Saint Catherine

Emperor Maxentius carried off Saint Catherine of Alexandria along with other women in the year 305; she was only 18 years old yet had studied much. Maxentius wished to marry her but she refused, wishing to remain a virgin for Christ. He brought 50 pagan philosophers to try to convince her that her belief in Christ was foolish. They spoke with her for many hours and when they had finished Catherine had converted them all to Christ. This enraged the Emperor who had them put to death.
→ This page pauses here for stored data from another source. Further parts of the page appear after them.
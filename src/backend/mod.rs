//! Seam between the crate and the VR runtime.
//!
//! Everything the draw, update and input contexts need from the runtime goes
//! through [`TrackingBackend`]. The trait mirrors the shape of the native
//! compositor/system/input interfaces: raw 3x4 row-major matrices, per-index
//! device classes and opaque numeric handles. Conversion into the crate's
//! own types happens elsewhere (see [`crate::pose`]).
//!
//! ```text
//!  draw thread ──wait_get_poses──┐
//!  update thread ──events/models─┼──► TrackingBackend (runtime or mock)
//!  input thread ──action data────┘
//! ```
//!
//! Implementations must be callable from all three threads at once.

pub mod mock;

use serde::{Deserialize, Serialize};

/// Upper bound on device indices reported by the runtime.
pub const MAX_TRACKED_DEVICES: usize = 64;

/// Index of a device slot as reported by the runtime.
pub type DeviceIndex = u32;

// Backend errors
#[derive(Debug, Clone, PartialEq, thiserror::Error)]
pub enum BackendError {
    #[error("Application does not have scene focus")]
    NoFocus,

    #[error("Runtime is not initialized")]
    NotInitialized,

    #[error("Invalid handle: {0}")]
    InvalidHandle(String),

    #[error("Unknown property requested: {0}")]
    UnknownProperty(String),

    #[error("Runtime call failed: {0}")]
    Runtime(String),
}

/// Row-major 3x4 rigid transform in the runtime's right-handed space.
#[derive(Debug, Clone, Copy, PartialEq)]
pub struct RawMatrix34 {
    pub m: [[f32; 4]; 3],
}

impl RawMatrix34 {
    pub const IDENTITY: Self = Self {
        m: [
            [1.0, 0.0, 0.0, 0.0],
            [0.0, 1.0, 0.0, 0.0],
            [0.0, 0.0, 1.0, 0.0],
        ],
    };

    pub fn from_translation(x: f32, y: f32, z: f32) -> Self {
        let mut matrix = Self::IDENTITY;
        matrix.m[0][3] = x;
        matrix.m[1][3] = y;
        matrix.m[2][3] = z;
        matrix
    }
}

impl Default for RawMatrix34 {
    fn default() -> Self {
        Self::IDENTITY
    }
}

/// Tracking quality reported per device.
///
/// `Stale` never comes from the runtime; the pose poller assigns it when
/// focus has been lost for longer than the configured timeout.
#[derive(Debug, Clone, Copy, PartialEq, Eq, Hash, Default, Serialize, Deserialize)]
pub enum TrackingQuality {
    #[default]
    Uninitialized,
    Calibrating,
    CalibratingOutOfRange,
    Valid,
    OutOfRange,
    FallbackRotationOnly,
    Stale,
}

/// One entry of the pose arrays filled by [`TrackingBackend::wait_get_poses`].
#[derive(Debug, Clone, Copy, PartialEq, Default)]
pub struct RawPose {
    pub device_to_absolute: RawMatrix34,
    pub velocity: [f32; 3],
    pub angular_velocity: [f32; 3],
    pub tracking: TrackingQuality,
    pub pose_is_valid: bool,
    pub device_is_connected: bool,
}

#[derive(Debug, Clone, Copy, PartialEq, Eq, Hash, Default)]
pub enum DeviceClass {
    #[default]
    Invalid,
    Hmd,
    Controller,
    GenericTracker,
    TrackingReference,
    DisplayRedirect,
    /// A class value this crate has no dedicated kind for.
    Other(u32),
}

#[derive(Debug, Clone, Copy, PartialEq, Eq, Hash, Default, Serialize, Deserialize)]
pub enum ControllerRole {
    #[default]
    Invalid,
    LeftHand,
    RightHand,
    OptOut,
    Treadmill,
    Stylus,
}

impl ControllerRole {
    /// Input source path used to restrict action reads to this hand.
    pub fn input_source_path(self) -> Option<&'static str> {
        match self {
            ControllerRole::LeftHand => Some("/user/hand/left"),
            ControllerRole::RightHand => Some("/user/hand/right"),
            _ => None,
        }
    }
}

#[derive(Debug, Clone, Copy, PartialEq, Eq, Hash, Default, Serialize, Deserialize)]
pub enum TrackingOrigin {
    Seated,
    #[default]
    Standing,
    RawUncalibrated,
}

// Opaque runtime handles. Zero is never handed out by a runtime.
#[derive(Debug, Clone, Copy, PartialEq, Eq, Hash, Default)]
pub struct ActionHandle(pub u64);

#[derive(Debug, Clone, Copy, PartialEq, Eq, Hash, Default)]
pub struct ActionSetHandle(pub u64);

#[derive(Debug, Clone, Copy, PartialEq, Eq, Hash, Default)]
pub struct InputSourceHandle(pub u64);

impl InputSourceHandle {
    /// Unrestricted reads.
    pub const ANY: Self = Self(0);

    pub fn is_any(self) -> bool {
        self.0 == 0
    }
}

#[derive(Debug, Clone, Copy, PartialEq, Default)]
pub struct DigitalActionData {
    pub active: bool,
    pub state: bool,
}

#[derive(Debug, Clone, Copy, PartialEq, Default)]
pub struct AnalogActionData {
    pub active: bool,
    pub x: f32,
    pub y: f32,
    pub z: f32,
}

#[derive(Debug, Clone, Copy, PartialEq, Default)]
pub struct PoseActionData {
    pub active: bool,
    pub pose: RawPose,
}

#[derive(Debug, Clone, Copy, PartialEq)]
pub enum PosePrediction {
    /// Predict this many seconds ahead of now.
    SecondsFromNow(f32),
    /// Predict for the frame the next `wait_get_poses` will target.
    NextFrame,
}

#[derive(Debug, Clone, Copy, PartialEq, Eq, Hash, Default)]
pub enum SkeletalTrackingLevel {
    #[default]
    Estimated,
    Partial,
    Full,
}

/// Finger curl (thumb to pinky) and splay between adjacent fingers, 0..=1.
#[derive(Debug, Clone, Copy, PartialEq, Default)]
pub struct SkeletalSummary {
    pub finger_curl: [f32; 5],
    pub finger_splay: [f32; 4],
}

#[derive(Debug, Clone, Copy, PartialEq, Eq, Hash, Default)]
pub enum AxisType {
    #[default]
    None,
    TrackPad,
    Joystick,
    Trigger,
}

/// Legacy per-controller input snapshot.
#[derive(Debug, Clone, Copy, PartialEq, Default)]
pub struct RawControllerState {
    pub packet_num: u32,
    pub buttons_pressed: u64,
    pub buttons_touched: u64,
    pub axes: [[f32; 2]; 5],
}

#[derive(Debug, Clone, Copy, PartialEq, Default)]
pub struct RawComponentState {
    pub tracking_to_component_local: RawMatrix34,
    pub tracking_to_component_render_model: RawMatrix34,
    pub properties: u32,
    pub scroll_wheel_visible: bool,
}

/// Runtime event as pulled from the event queue.
#[derive(Debug, Clone, Copy, PartialEq)]
pub struct RawEvent {
    pub event_type: u32,
    pub device_index: DeviceIndex,
    pub age_seconds: f32,
}

/// Everything the crate needs from a VR runtime.
pub trait TrackingBackend: Send + Sync {
    // Lifecycle
    fn initialize(&self) -> Result<(), BackendError>;
    fn shutdown(&self);
    fn acknowledge_quit(&self);
    fn is_headset_present(&self) -> bool;
    fn runtime_version(&self) -> Option<String>;

    // Compositor
    fn set_tracking_origin(&self, origin: TrackingOrigin);

    /// Blocks until the compositor releases the next frame, then fills both
    /// pose arrays (indexed by device index).
    fn wait_get_poses(
        &self,
        render: &mut [RawPose],
        game: &mut [RawPose],
    ) -> Result<(), BackendError>;

    // System
    fn device_class(&self, index: DeviceIndex) -> DeviceClass;
    fn controller_role(&self, index: DeviceIndex) -> Result<ControllerRole, BackendError>;
    fn render_model_name(&self, index: DeviceIndex) -> Result<String, BackendError>;
    fn poll_next_event(&self) -> Option<RawEvent>;
    fn should_application_pause(&self) -> bool;

    // Render models
    fn component_count(&self, model: &str) -> usize;
    fn component_name(&self, model: &str, component: usize) -> Option<String>;
    fn component_state(
        &self,
        model: &str,
        component: &str,
        source: InputSourceHandle,
    ) -> Option<RawComponentState>;

    // Action input
    fn input_source_handle(&self, path: &str) -> Result<InputSourceHandle, BackendError>;
    fn action_set_handle(&self, path: &str) -> Result<ActionSetHandle, BackendError>;
    fn action_handle(&self, path: &str) -> Result<ActionHandle, BackendError>;
    fn dominant_hand(&self) -> Result<ControllerRole, BackendError>;
    fn update_action_state(&self, sets: &[ActionSetHandle]) -> Result<(), BackendError>;
    fn digital_action_data(
        &self,
        action: ActionHandle,
        restrict: InputSourceHandle,
    ) -> Result<DigitalActionData, BackendError>;
    fn analog_action_data(
        &self,
        action: ActionHandle,
        restrict: InputSourceHandle,
    ) -> Result<AnalogActionData, BackendError>;
    fn pose_action_data(
        &self,
        action: ActionHandle,
        origin: TrackingOrigin,
        prediction: PosePrediction,
        restrict: InputSourceHandle,
    ) -> Result<PoseActionData, BackendError>;
    fn skeletal_tracking_level(
        &self,
        action: ActionHandle,
    ) -> Result<SkeletalTrackingLevel, BackendError>;
    fn skeletal_summary(&self, action: ActionHandle) -> Result<SkeletalSummary, BackendError>;
    fn trigger_haptic_vibration(
        &self,
        action: ActionHandle,
        delay_seconds: f32,
        duration_seconds: f32,
        frequency: f32,
        amplitude: f32,
        restrict: InputSourceHandle,
    ) -> Result<(), BackendError>;

    // Legacy controller input
    fn controller_state(&self, index: DeviceIndex) -> Option<RawControllerState>;
    fn supported_buttons(&self, index: DeviceIndex) -> Result<u64, BackendError>;
    fn axis_type(&self, index: DeviceIndex, axis: usize) -> Result<AxisType, BackendError>;
    fn trigger_haptic_pulse(&self, index: DeviceIndex, axis: u32, duration_micros: u16);
}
The Emperor had Catherine beaten and placed in the dungeon, during his absence, his wife Faustina and an officer named Porphyrius visited the Saint and were themselves converted to Christ. Porphyrius went on to convert 200 men of the imperial guard. On his return Maxentius had them killed and decided that Catherine too must die. First he had constructed a wheel set with razors. The Saint was tied to its rim, but instead of cutting her to pieces the wheel was broken and some of the splinters and razors wounded her persecutors. Finally the emperor had her beheaded. It is claimed that for many years oil oozed from her bones, which brought forth miraculous cures and conversions.

Because she refused to marry him Greek Christians call her “Aeikatharina” that is “Ever pure”. The monastery of Saint Catherine on Mount Sinai is renown as being the oldest continually occupied monastery in Christendom. The wheel on which she was tortured is remembered in our firework displays by the Catherine Wheel.